**Problem to work on**
Which of the lines in the data mention the string "colon"? List them all.

(Stored items)

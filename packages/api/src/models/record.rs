//! Read-only collections: customers, claims and policy logs.
//!
//! Customers and claims are shown as-is, so they stay opaque [`Record`]s.
//! Policy logs get one piece of normalization: the timestamp, which the
//! backend has stored under nine different names, is resolved and parsed once
//! when the log is decoded.

use chrono::{DateTime, Local, NaiveDate, NaiveDateTime, TimeZone, Utc};
use serde::Deserialize;
use serde_json::Value;

use super::fields::first_present;

/// Candidate timestamp keys of a policy log, in lookup order.
pub const LOG_DATE_KEYS: [&str; 9] = [
    "createdDate",
    "date",
    "updatedDate",
    "created_at",
    "timestamp",
    "policyDate",
    "startDate",
    "endDate",
    "issueDate",
];

/// An opaque backend row.
#[derive(Debug, Clone, Default, PartialEq, Deserialize)]
#[serde(transparent)]
pub struct Record(pub Value);

impl Record {
    /// Top-level scalar fields, for generic table rendering.
    pub fn columns(&self) -> Vec<(String, String)> {
        match &self.0 {
            Value::Object(map) => map
                .iter()
                .filter(|(_, v)| !v.is_object() && !v.is_array())
                .map(|(k, v)| {
                    let text = match v {
                        Value::String(s) => s.clone(),
                        Value::Null => String::new(),
                        other => other.to_string(),
                    };
                    (k.clone(), text)
                })
                .collect(),
            _ => Vec::new(),
        }
    }
}

/// Resolved timestamp of a policy log.
#[derive(Debug, Clone, PartialEq)]
pub enum LogTimestamp {
    /// None of the candidate keys held a value.
    Missing,
    At(DateTime<Utc>),
    /// A value was present but is not a date.
    Unparseable(String),
}

/// A policy log entry.
#[derive(Debug, Clone, PartialEq, Deserialize)]
#[serde(from = "Value")]
pub struct PolicyLog {
    pub timestamp: LogTimestamp,
    pub record: Record,
}

impl From<Value> for PolicyLog {
    fn from(raw: Value) -> Self {
        let timestamp = match first_present(&raw, &LOG_DATE_KEYS) {
            None => LogTimestamp::Missing,
            Some(value) => parse_timestamp(value),
        };
        Self {
            timestamp,
            record: Record(raw),
        }
    }
}

/// Parse a backend timestamp: epoch milliseconds, RFC 3339/2822, ISO with a
/// colon-less offset, a local date-time without offset, or a date. ISO dates
/// are UTC midnight; slash and month-name dates are local midnight.
pub fn parse_timestamp(value: &Value) -> LogTimestamp {
    let parsed = match value {
        Value::Number(n) => n
            .as_i64()
            .or_else(|| n.as_f64().map(|f| f as i64))
            .and_then(|ms| Utc.timestamp_millis_opt(ms).single()),
        Value::String(s) => parse_date_text(s.trim()),
        _ => None,
    };
    match parsed {
        Some(at) => LogTimestamp::At(at),
        None => LogTimestamp::Unparseable(value.to_string()),
    }
}

/// Date-only spellings read as local midnight.
const LOCAL_DATE_FORMATS: [&str; 3] = ["%Y/%m/%d", "%m/%d/%Y", "%b %d, %Y"];

fn parse_date_text(text: &str) -> Option<DateTime<Utc>> {
    if let Ok(at) = DateTime::parse_from_rfc3339(text) {
        return Some(at.with_timezone(&Utc));
    }
    if let Ok(at) = DateTime::parse_from_rfc2822(text) {
        return Some(at.with_timezone(&Utc));
    }
    // Offset without a colon, e.g. `+0000`
    if let Ok(at) = DateTime::parse_from_str(text, "%Y-%m-%dT%H:%M:%S%.f%z") {
        return Some(at.with_timezone(&Utc));
    }
    for format in ["%Y-%m-%dT%H:%M:%S%.f", "%Y-%m-%dT%H:%M", "%Y-%m-%d %H:%M:%S%.f"] {
        if let Ok(naive) = NaiveDateTime::parse_from_str(text, format) {
            return local_to_utc(naive);
        }
    }
    if let Ok(date) = NaiveDate::parse_from_str(text, "%Y-%m-%d") {
        return date.and_hms_opt(0, 0, 0).map(|naive| naive.and_utc());
    }
    LOCAL_DATE_FORMATS
        .iter()
        .find_map(|format| NaiveDate::parse_from_str(text, format).ok())
        .and_then(|date| date.and_hms_opt(0, 0, 0))
        .and_then(local_to_utc)
}

fn local_to_utc(naive: NaiveDateTime) -> Option<DateTime<Utc>> {
    Local
        .from_local_datetime(&naive)
        .earliest()
        .map(|at| at.with_timezone(&Utc))
}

**Solution for this task**
/// colon-less offset, a local date-time without offset, or a date. ISO dates
    // Offset without a colon, e.g. `+0000`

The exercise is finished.